Work task: Read the data that follows. Then repeat it exactly.

Recorded information:
┄┄┄┄┄┄┄┄┄┄
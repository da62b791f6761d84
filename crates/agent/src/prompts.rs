//! Prompt construction for the three analysis operations.
//!
//! [`PromptBuilder`] is the seam; callers can bring their own. The bundled
//! [`TemplatePromptBuilder`] renders Tera templates and performs no I/O.

use mailsense_core::{AnalysisError, Category, EmailFacts, ThreadMessage, UserProfile};
use serde::Serialize;
use tera::{Context, Tera};

/// Bodies are cut to this many characters before they reach a prompt.
pub const MAX_BODY_CHARS: usize = 6000;

#[derive(Clone, Debug, PartialEq, Eq)]
pub struct PromptPair {
    pub system_instruction: String,
    pub user_prompt: String,
}

pub trait PromptBuilder: Send + Sync {
    fn categorization(
        &self,
        email: &EmailFacts,
        categories: &[Category],
    ) -> Result<PromptPair, AnalysisError>;

    fn cold_email(
        &self,
        email: &EmailFacts,
        profile: Option<&UserProfile>,
    ) -> Result<PromptPair, AnalysisError>;

    fn context(
        &self,
        email: &EmailFacts,
        thread: &[ThreadMessage],
    ) -> Result<PromptPair, AnalysisError>;
}

const CATEGORIZE_SYSTEM: &str = "You are an email triage assistant. Assign exactly one category \
from the allowed list. Base the decision on sender, subject and preview only. Reply with data \
matching the provided schema and nothing else.";

const CATEGORIZE_USER: &str = r#"Allowed categories: {{ categories }}

From: {{ from }}
Subject: {{ subject }}
Preview: {{ snippet }}

Return the category, a confidence between 0 and 1, one sentence of reasoning, and optionally a few short mailbox labels that fit this email."#;

const COLD_SYSTEM: &str = "You detect cold email: unsolicited outreach (sales, recruitment, \
partnership) from senders with no prior relationship to the recipient. Newsletters the \
recipient subscribed to, receipts, notifications and replies to existing conversations are \
LEGITIMATE. Reply with data matching the provided schema and nothing else.";

const COLD_USER: &str = r#"{% if profile %}Recipient:
{% if profile.name %}- Name: {{ profile.name }}
{% endif %}{% if profile.email %}- Email: {{ profile.email }}
{% endif %}{% if profile.company %}- Company: {{ profile.company }}
{% endif %}{% if profile.role %}- Role: {{ profile.role }}
{% endif %}{% if interests %}- Interested in: {{ interests }}
{% endif %}
{% endif %}From: {{ from }}
Subject: {{ subject }}

{{ body }}

Decide whether this is a cold email. Use ARCHIVE only when you are confident it is unwanted, LABEL_COLD when it is outreach worth keeping out of the inbox, REVIEW when unsure, and ALLOW for legitimate mail."#;

const CONTEXT_SYSTEM: &str = "You extract working context from email. Summaries are at most 500 \
characters. Only list people, dates and action items that appear in the text. Reply with data \
matching the provided schema and nothing else.";

const CONTEXT_USER: &str = r#"{% if thread %}Earlier messages in this thread, oldest first:
{% for message in thread %}
--- {{ message.from }} | {{ message.subject }}
{{ message.body }}
{% endfor %}
--- end of history

{% endif %}Current message
From: {{ from }}
Subject: {{ subject }}

{{ body }}

Summarize the message, list key points and action items, the people involved with their email addresses and roles when known, any dates with what they refer to, and background context relevant to replying."#;

#[derive(Serialize)]
struct ThreadEntry<'a> {
    from: &'a str,
    subject: &'a str,
    body: String,
}

#[derive(Debug)]
pub struct TemplatePromptBuilder {
    tera: Tera,
}

impl TemplatePromptBuilder {
    pub fn new() -> Result<Self, AnalysisError> {
        let mut tera = Tera::default();
        tera.add_raw_templates(vec![
            ("categorize", CATEGORIZE_USER),
            ("cold_email", COLD_USER),
            ("context", CONTEXT_USER),
        ])
        .map_err(|error| AnalysisError::Configuration(format!("invalid prompt template: {error}")))?;
        Ok(Self { tera })
    }

    fn render(&self, template: &str, context: &Context) -> Result<String, AnalysisError> {
        self.tera.render(template, context).map_err(|error| {
            AnalysisError::Configuration(format!("could not render `{template}` prompt: {error}"))
        })
    }
}

fn clip(text: &str) -> String {
    match text.char_indices().nth(MAX_BODY_CHARS) {
        Some((index, _)) => format!("{}\n[truncated]", &text[..index]),
        None => text.to_string(),
    }
}

fn body_or_snippet(email: &EmailFacts) -> String {
    clip(email.body_text().unwrap_or(&email.snippet))
}

impl PromptBuilder for TemplatePromptBuilder {
    fn categorization(
        &self,
        email: &EmailFacts,
        categories: &[Category],
    ) -> Result<PromptPair, AnalysisError> {
        let names: Vec<&str> = categories.iter().map(|category| category.as_str()).collect();
        let mut context = Context::new();
        context.insert("categories", &names.join(", "));
        context.insert("from", &email.from);
        context.insert("subject", &email.subject);
        context.insert("snippet", &email.snippet);

        Ok(PromptPair {
            system_instruction: CATEGORIZE_SYSTEM.to_string(),
            user_prompt: self.render("categorize", &context)?,
        })
    }

    fn cold_email(
        &self,
        email: &EmailFacts,
        profile: Option<&UserProfile>,
    ) -> Result<PromptPair, AnalysisError> {
        let mut context = Context::new();
        context.insert("profile", &profile);
        context.insert("interests", &profile.map(|profile| profile.interests.join(", ")).unwrap_or_default());
        context.insert("from", &email.from);
        context.insert("subject", &email.subject);
        context.insert("body", &body_or_snippet(email));

        Ok(PromptPair {
            system_instruction: COLD_SYSTEM.to_string(),
            user_prompt: self.render("cold_email", &context)?,
        })
    }

    fn context(
        &self,
        email: &EmailFacts,
        thread: &[ThreadMessage],
    ) -> Result<PromptPair, AnalysisError> {
        let history: Vec<ThreadEntry<'_>> = thread
            .iter()
            .map(|message| ThreadEntry {
                from: &message.from,
                subject: &message.subject,
                body: clip(&message.body),
            })
            .collect();

        let mut context = Context::new();
        context.insert("thread", &history);
        context.insert("from", &email.from);
        context.insert("subject", &email.subject);
        context.insert("body", &body_or_snippet(email));

        Ok(PromptPair {
            system_instruction: CONTEXT_SYSTEM.to_string(),
            user_prompt: self.render("context", &context)?,
        })
    }
}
┄┄┄┄┄┄┄┄┄┄
Response:
repository da62b791f6761d84
filename crates/agent/src/prompts.rs
//! Prompt construction for the three analysis operations.
//!
//! [`PromptBuilder`] is the seam; callers can bring their own. The bundled
//! [`TemplatePromptBuilder`] renders Tera templates and performs no I/O.

use mailsense_core::{AnalysisError, Category, EmailFacts, ThreadMessage, UserProfile};
use serde::Serialize;
use tera::{Context, Tera};

/// Bodies are cut to this many characters before they reach a prompt.
pub const MAX_BODY_CHARS: usize = 6000;

#[derive(Clone, Debug, PartialEq, Eq)]
pub struct PromptPair {
    pub system_instruction: String,
    pub user_prompt: String,
}

pub trait PromptBuilder: Send + Sync {
    fn categorization(
        &self,
        email: &EmailFacts,
        categories: &[Category],
    ) -> Result<PromptPair, AnalysisError>;

    fn cold_email(
        &self,
        email: &EmailFacts,
        profile: Option<&UserProfile>,
    ) -> Result<PromptPair, AnalysisError>;

    fn context(
        &self,
        email: &EmailFacts,
        thread: &[ThreadMessage],
    ) -> Result<PromptPair, AnalysisError>;
}

const CATEGORIZE_SYSTEM: &str = "You are an email triage assistant. Assign exactly one category \
from the allowed list. Base the decision on sender, subject and preview only. Reply with data \
matching the provided schema and nothing else.";

const CATEGORIZE_USER: &str = r#"Allowed categories: {{ categories }}

From: {{ from }}
Subject: {{ subject }}
Preview: {{ snippet }}

Return the category, a confidence between 0 and 1, one sentence of reasoning, and optionally a few short mailbox labels that fit this email."#;

const COLD_SYSTEM: &str = "You detect cold email: unsolicited outreach (sales, recruitment, \
partnership) from senders with no prior relationship to the recipient. Newsletters the \
recipient subscribed to, receipts, notifications and replies to existing conversations are \
LEGITIMATE. Reply with data matching the provided schema and nothing else.";

const COLD_USER: &str = r#"{% if profile %}Recipient:
{% if profile.name %}- Name: {{ profile.name }}
{% endif %}{% if profile.email %}- Email: {{ profile.email }}
{% endif %}{% if profile.company %}- Company: {{ profile.company }}
{% endif %}{% if profile.role %}- Role: {{ profile.role }}
{% endif %}{% if interests %}- Interested in: {{ interests }}
{% endif %}
{% endif %}From: {{ from }}
Subject: {{ subject }}

{{ body }}

Decide whether this is a cold email. Use ARCHIVE only when you are confident it is unwanted, LABEL_COLD when it is outreach worth keeping out of the inbox, REVIEW when unsure, and ALLOW for legitimate mail."#;

const CONTEXT_SYSTEM: &str = "You extract working context from email. Summaries are at most 500 \
characters. Only list people, dates and action items that appear in the text. Reply with data \
matching the provided schema and nothing else.";

const CONTEXT_USER: &str = r#"{% if thread %}Earlier messages in this thread, oldest first:
{% for message in thread %}
--- {{ message.from }} | {{ message.subject }}
{{ message.body }}
{% endfor %}
--- end of history

{% endif %}Current message
From: {{ from }}
Subject: {{ subject }}

{{ body }}

Summarize the message, list key points and action items, the people involved with their email addresses and roles when known, any dates with what they refer to, and background context relevant to replying."#;

#[derive(Serialize)]
struct ThreadEntry<'a> {
    from: &'a str,
    subject: &'a str,
    body: String,
}

#[derive(Debug)]
pub struct TemplatePromptBuilder {
    tera: Tera,
}

impl TemplatePromptBuilder {
    pub fn new() -> Result<Self, AnalysisError> {
        let mut tera = Tera::default();
        tera.add_raw_templates(vec![
            ("categorize", CATEGORIZE_USER),
            ("cold_email", COLD_USER),
            ("context", CONTEXT_USER),
        ])
        .map_err(|error| AnalysisError::Configuration(format!("invalid prompt template: {error}")))?;
        Ok(Self { tera })
    }

    fn render(&self, template: &str, context: &Context) -> Result<String, AnalysisError> {
        self.tera.render(template, context).map_err(|error| {
            AnalysisError::Configuration(format!("could not render `{template}` prompt: {error}"))
        })
    }
}

fn clip(text: &str) -> String {
    match text.char_indices().nth(MAX_BODY_CHARS) {
        Some((index, _)) => format!("{}\n[truncated]", &text[..index]),
        None => text.to_string(),
    }
}

fn body_or_snippet(email: &EmailFacts) -> String {
    clip(email.body_text().unwrap_or(&email.snippet))
}

impl PromptBuilder for TemplatePromptBuilder {
    fn categorization(
        &self,
        email: &EmailFacts,
        categories: &[Category],
    ) -> Result<PromptPair, AnalysisError> {
        let names: Vec<&str> = categories.iter().map(|category| category.as_str()).collect();
        let mut context = Context::new();
        context.insert("categories", &names.join(", "));
        context.insert("from", &email.from);
        context.insert("subject", &email.subject);
        context.insert("snippet", &email.snippet);

        Ok(PromptPair {
            system_instruction: CATEGORIZE_SYSTEM.to_string(),
            user_prompt: self.render("categorize", &context)?,
        })
    }

    fn cold_email(
        &self,
        email: &EmailFacts,
        profile: Option<&UserProfile>,
    ) -> Result<PromptPair, AnalysisError> {
        let mut context = Context::new();
        context.insert("profile", &profile);
        context.insert("interests", &profile.map(|profile| profile.interests.join(", ")).unwrap_or_default());
        context.insert("from", &email.from);
        context.insert("subject", &email.subject);
        context.insert("body", &body_or_snippet(email));

        Ok(PromptPair {
            system_instruction: COLD_SYSTEM.to_string(),
            user_prompt: self.render("cold_email", &context)?,
        })
    }

    fn context(
        &self,
        email: &EmailFacts,
        thread: &[ThreadMessage],
    ) -> Result<PromptPair, AnalysisError> {
        let history: Vec<ThreadEntry<'_>> = thread
            .iter()
            .map(|message| ThreadEntry {
                from: &message.from,
                subject: &message.subject,
                body: clip(&message.body),
            })
            .collect();

        let mut context = Context::new();
        context.insert("thread", &history);
        context.insert("from", &email.from);
        context.insert("subject", &email.subject);
        context.insert("body", &body_or_snippet(email));

        Ok(PromptPair {
            system_instruction: CONTEXT_SYSTEM.to_string(),
            user_prompt: self.render("context", &context)?,
        })
    }
}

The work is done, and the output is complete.